● Your objective: Return each entry unchanged.

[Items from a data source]
◆ ◆ ◆

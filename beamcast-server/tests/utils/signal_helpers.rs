use anyhow::{Context, Result};
use tokio::sync::mpsc;

use beamcast_core::{PeerId, SdpKind, SignalMessage};
use beamcast_server::SignalingRouter;

use super::mock_signaling::OutboundSignal;
use super::test_client::TestClient;

/// Timeout for signal exchange operations (ms).
pub const SIGNAL_TIMEOUT_MS: u64 = 5000;

/// Timeout for ICE gathering (ms).
pub const ICE_GATHERING_TIMEOUT_MS: u64 = 3000;

/// Timeout for connection establishment (ms).
pub const CONNECTION_TIMEOUT_MS: u64 = 10000;

/// Helper to perform the full signaling exchange between a TestClient and
/// the engine: connect, offer, answer, trickled candidates both ways.
pub async fn perform_signaling(
    client: &TestClient,
    router: &SignalingRouter,
    signal_rx: &mut mpsc::UnboundedReceiver<OutboundSignal>,
) -> Result<()> {
    let peer_id = client.peer_id.clone();

    router
        .peer_connected(peer_id.clone())
        .await
        .context("Engine unavailable")?;

    let offer = client
        .create_offer()
        .await
        .context("Failed to create offer")?;
    tracing::debug!("[SignalHelper] Created offer for {:?}", peer_id);

    router
        .dispatch(peer_id.clone(), SignalMessage::Offer { sdp: offer })
        .await
        .context("Failed to dispatch offer")?;

    let answer_sdp = wait_for_description(signal_rx, &peer_id, SdpKind::Answer, SIGNAL_TIMEOUT_MS)
        .await
        .context("Failed to receive answer")?;
    tracing::debug!("[SignalHelper] Received answer for {:?}", peer_id);

    client
        .set_remote_answer(answer_sdp)
        .await
        .context("Failed to set remote answer")?;

    exchange_ice_candidates(client, router, signal_rx).await?;

    Ok(())
}

/// Wait for a local description of the given kind addressed to `peer_id`.
pub async fn wait_for_description(
    signal_rx: &mut mpsc::UnboundedReceiver<OutboundSignal>,
    peer_id: &PeerId,
    kind: SdpKind,
    timeout_ms: u64,
) -> Result<String> {
    let start = std::time::Instant::now();
    let timeout = std::time::Duration::from_millis(timeout_ms);

    loop {
        let recv_timeout =
            tokio::time::timeout(std::time::Duration::from_millis(100), signal_rx.recv());

        match recv_timeout.await {
            Ok(Some(OutboundSignal::Description {
                peer_id: id,
                kind: k,
                sdp,
            })) if &id == peer_id && k == kind => {
                return Ok(sdp);
            }
            Ok(Some(_)) => continue,
            Ok(None) => anyhow::bail!("Signal channel closed"),
            Err(_) => {
                if start.elapsed() > timeout {
                    anyhow::bail!("Timeout waiting for {kind}");
                }
            }
        }
    }
}

/// Exchange ICE candidates between client and engine.
///
/// Runs for a bounded time to let trickled candidates flow both ways.
pub async fn exchange_ice_candidates(
    client: &TestClient,
    router: &SignalingRouter,
    signal_rx: &mut mpsc::UnboundedReceiver<OutboundSignal>,
) -> Result<()> {
    let peer_id = client.peer_id.clone();
    let exchange_duration = std::time::Duration::from_millis(ICE_GATHERING_TIMEOUT_MS);
    let start = std::time::Instant::now();

    let client_candidates = client
        .gather_ice_candidates(ICE_GATHERING_TIMEOUT_MS)
        .await?;

    for init in client_candidates {
        let _ = router
            .dispatch(
                peer_id.clone(),
                SignalMessage::Candidate {
                    candidate: init.candidate,
                    sdp_mid: init.sdp_mid,
                    sdp_m_line_index: init.sdp_mline_index,
                },
            )
            .await;
    }

    while start.elapsed() < exchange_duration {
        let recv_timeout =
            tokio::time::timeout(std::time::Duration::from_millis(100), signal_rx.recv());

        match recv_timeout.await {
            Ok(Some(OutboundSignal::Candidate {
                peer_id: id,
                candidate,
            })) if id == peer_id => {
                if let Err(e) = client.add_ice_candidate(candidate).await {
                    tracing::warn!("[SignalHelper] Failed to add ICE candidate: {}", e);
                }
            }
            Ok(Some(_)) => continue,
            Ok(None) => break,
            Err(_) => continue,
        }
    }

    Ok(())
}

◆ ◆ ◆

● Worked solution:
filename beamcast-server/tests/utils/signal_helpers.rs
use anyhow::{Context, Result};
use tokio::sync::mpsc;

use beamcast_core::{PeerId, SdpKind, SignalMessage};
use beamcast_server::SignalingRouter;

use super::mock_signaling::OutboundSignal;
use super::test_client::TestClient;

/// Timeout for signal exchange operations (ms).
pub const SIGNAL_TIMEOUT_MS: u64 = 5000;

/// Timeout for ICE gathering (ms).
pub const ICE_GATHERING_TIMEOUT_MS: u64 = 3000;

/// Timeout for connection establishment (ms).
pub const CONNECTION_TIMEOUT_MS: u64 = 10000;

/// Helper to perform the full signaling exchange between a TestClient and
/// the engine: connect, offer, answer, trickled candidates both ways.
pub async fn perform_signaling(
    client: &TestClient,
    router: &SignalingRouter,
    signal_rx: &mut mpsc::UnboundedReceiver<OutboundSignal>,
) -> Result<()> {
    let peer_id = client.peer_id.clone();

    router
        .peer_connected(peer_id.clone())
        .await
        .context("Engine unavailable")?;

    let offer = client
        .create_offer()
        .await
        .context("Failed to create offer")?;
    tracing::debug!("[SignalHelper] Created offer for {:?}", peer_id);

    router
        .dispatch(peer_id.clone(), SignalMessage::Offer { sdp: offer })
        .await
        .context("Failed to dispatch offer")?;

    let answer_sdp = wait_for_description(signal_rx, &peer_id, SdpKind::Answer, SIGNAL_TIMEOUT_MS)
        .await
        .context("Failed to receive answer")?;
    tracing::debug!("[SignalHelper] Received answer for {:?}", peer_id);

    client
        .set_remote_answer(answer_sdp)
        .await
        .context("Failed to set remote answer")?;

    exchange_ice_candidates(client, router, signal_rx).await?;

    Ok(())
}

/// Wait for a local description of the given kind addressed to `peer_id`.
pub async fn wait_for_description(
    signal_rx: &mut mpsc::UnboundedReceiver<OutboundSignal>,
    peer_id: &PeerId,
    kind: SdpKind,
    timeout_ms: u64,
) -> Result<String> {
    let start = std::time::Instant::now();
    let timeout = std::time::Duration::from_millis(timeout_ms);

    loop {
        let recv_timeout =
            tokio::time::timeout(std::time::Duration::from_millis(100), signal_rx.recv());

        match recv_timeout.await {
            Ok(Some(OutboundSignal::Description {
                peer_id: id,
                kind: k,
                sdp,
            })) if &id == peer_id && k == kind => {
                return Ok(sdp);
            }
            Ok(Some(_)) => continue,
            Ok(None) => anyhow::bail!("Signal channel closed"),
            Err(_) => {
                if start.elapsed() > timeout {
                    anyhow::bail!("Timeout waiting for {kind}");
                }
            }
        }
    }
}

/// Exchange ICE candidates between client and engine.
///
/// Runs for a bounded time to let trickled candidates flow both ways.
pub async fn exchange_ice_candidates(
    client: &TestClient,
    router: &SignalingRouter,
    signal_rx: &mut mpsc::UnboundedReceiver<OutboundSignal>,
) -> Result<()> {
    let peer_id = client.peer_id.clone();
    let exchange_duration = std::time::Duration::from_millis(ICE_GATHERING_TIMEOUT_MS);
    let start = std::time::Instant::now();

    let client_candidates = client
        .gather_ice_candidates(ICE_GATHERING_TIMEOUT_MS)
        .await?;

    for init in client_candidates {
        let _ = router
            .dispatch(
                peer_id.clone(),
                SignalMessage::Candidate {
                    candidate: init.candidate,
                    sdp_mid: init.sdp_mid,
                    sdp_m_line_index: init.sdp_mline_index,
                },
            )
            .await;
    }

    while start.elapsed() < exchange_duration {
        let recv_timeout =
            tokio::time::timeout(std::time::Duration::from_millis(100), signal_rx.recv());

        match recv_timeout.await {
            Ok(Some(OutboundSignal::Candidate {
                peer_id: id,
                candidate,
            })) if id == peer_id => {
                if let Err(e) = client.add_ice_candidate(candidate).await {
                    tracing::warn!("[SignalHelper] Failed to add ICE candidate: {}", e);
                }
            }
            Ok(Some(_)) => continue,
            Ok(None) => break,
            Err(_) => continue,
        }
    }

    Ok(())
}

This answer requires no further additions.